Top of MATERIAL TO PROCESS
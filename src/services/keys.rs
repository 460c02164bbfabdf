use std::sync::Arc;

use p256::pkcs8::{EncodePublicKey, LineEnding};
use rand::rngs::OsRng;
use rsa::{RsaPrivateKey, RsaPublicKey};
use uuid::Uuid;

use crate::crypto::random::random_bytes;
use crate::error::{AppError, Result};
use crate::models::key::KeyMaterial;
use crate::store::kv::FsStore;
use crate::store::path;

/// Key id of the cookie encryption key.
pub const COOKIE_ENCRYPTION_KID: &str = "system/auth/cookie-encryption";
/// Prefix under which JWT signing keys are stored, one per `kid`.
pub const JWT_SIGNING_KID_PREFIX: &str = "system/auth/jwk";
/// Key id of the share-link signing secret.
pub const SHARE_LINK_SECRET_ID: &str = "system/auth/share-link";
/// Used for HMAC tokens when no `system/auth/jwk/default` entry exists.
pub const FALLBACK_JWT_SECRET: &[u8] = b"JWTSecretKeyDontUseInProduction!";

const COOKIE_KEY_SIZE: usize = 32;
const SHARE_SECRET_SIZE: usize = 12;
const RSA_KEY_BITS: usize = 2048;

/// Named secrets kept in the shared key store.
#[derive(Clone)]
pub struct KeyRing {
    store: Arc<FsStore<KeyMaterial>>,
}

impl KeyRing {
    pub fn new(store: Arc<FsStore<KeyMaterial>>) -> Self {
        Self { store }
    }

    pub fn store(&self) -> &Arc<FsStore<KeyMaterial>> {
        &self.store
    }

    /// Reads `id`, creating it with `len` random bytes if it is missing.
    /// Racing creators settle on whichever insert won.
    fn get_or_create(&self, id: &str, len: usize) -> Result<KeyMaterial> {
        match self.store.get(id) {
            Ok(k) => return Ok(k),
            Err(AppError::NotFound) => {}
            Err(e) => return Err(e),
        }
        if self
            .store
            .put_if_not_exists(id, KeyMaterial::new(random_bytes(len)))?
        {
            tracing::info!("🔑 Generated {}", id);
        }
        self.store.get(id)
    }

    pub fn cookie_encryption_key(&self) -> Result<KeyMaterial> {
        self.get_or_create(COOKIE_ENCRYPTION_KID, COOKIE_KEY_SIZE)
    }

    pub fn share_link_secret(&self) -> Result<KeyMaterial> {
        self.get_or_create(SHARE_LINK_SECRET_ID, SHARE_SECRET_SIZE)
    }

    /// Looks up `kid` under the signing-key prefix. The id is path-joined,
    /// so `..` segments in `kid` reach other entries of the key store.
    pub fn jwt_signing_key(&self, kid: &str) -> Option<KeyMaterial> {
        self.store
            .get(&path::join(&[JWT_SIGNING_KID_PREFIX, kid]))
            .ok()
    }

    pub fn default_jwt_signing_key(&self) -> KeyMaterial {
        self.jwt_signing_key("default")
            .unwrap_or_else(|| KeyMaterial::from(FALLBACK_JWT_SECRET))
    }

    /// Every entry under the signing-key prefix, as `(kid, bytes)` with the
    /// kid being the last path segment.
    pub fn signing_keys(&self) -> Result<Vec<(String, KeyMaterial)>> {
        let ids = self.store.list_keys_with_prefix(JWT_SIGNING_KID_PREFIX)?;
        let mut keys = Vec::with_capacity(ids.len());
        for id in ids {
            let kid = id.rsplit('/').next().unwrap_or(&id).to_string();
            match self.store.get(&id) {
                Ok(k) => keys.push((kid, k)),
                Err(AppError::NotFound) => {}
                Err(e) => return Err(e),
            }
        }
        Ok(keys)
    }

    /// Generates a P-256 and an RSA-2048 key pair and stores their public
    /// halves as PEM under fresh random kids. The private halves are dropped.
    /// Returns the two kids.
    pub fn initialize_keys(&self) -> Result<Vec<String>> {
        let ec_kid = Uuid::new_v4().to_string();
        let ec_secret = p256::SecretKey::random(&mut OsRng);
        let ec_pem = ec_secret
            .public_key()
            .to_public_key_pem(LineEnding::LF)
            .map_err(|e| AppError::Encryption(format!("EC public key encoding: {}", e)))?;
        self.store.put(
            &path::join(&[JWT_SIGNING_KID_PREFIX, &ec_kid]),
            KeyMaterial::new(ec_pem.into_bytes()),
        )?;

        let rsa_kid = Uuid::new_v4().to_string();
        let rsa_secret = RsaPrivateKey::new(&mut OsRng, RSA_KEY_BITS)
            .map_err(|e| AppError::Encryption(format!("RSA key generation: {}", e)))?;
        let rsa_pem = RsaPublicKey::from(&rsa_secret)
            .to_public_key_pem(LineEnding::LF)
            .map_err(|e| AppError::Encryption(format!("RSA public key encoding: {}", e)))?;
        self.store.put(
            &path::join(&[JWT_SIGNING_KID_PREFIX, &rsa_kid]),
            KeyMaterial::new(rsa_pem.into_bytes()),
        )?;

        tracing::info!("✅ JWT verification keys initialized: {}, {}", ec_kid, rsa_kid);
        Ok(vec![ec_kid, rsa_kid])
    }
}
Bottom of MATERIAL TO PROCESS
[EXERCISE REQUIREMENTS] Your answer should hold every line of the entries that contains the string "NotFound".

[SOLUTION]
            Err(AppError::NotFound) => {}
                Err(AppError::NotFound) => {}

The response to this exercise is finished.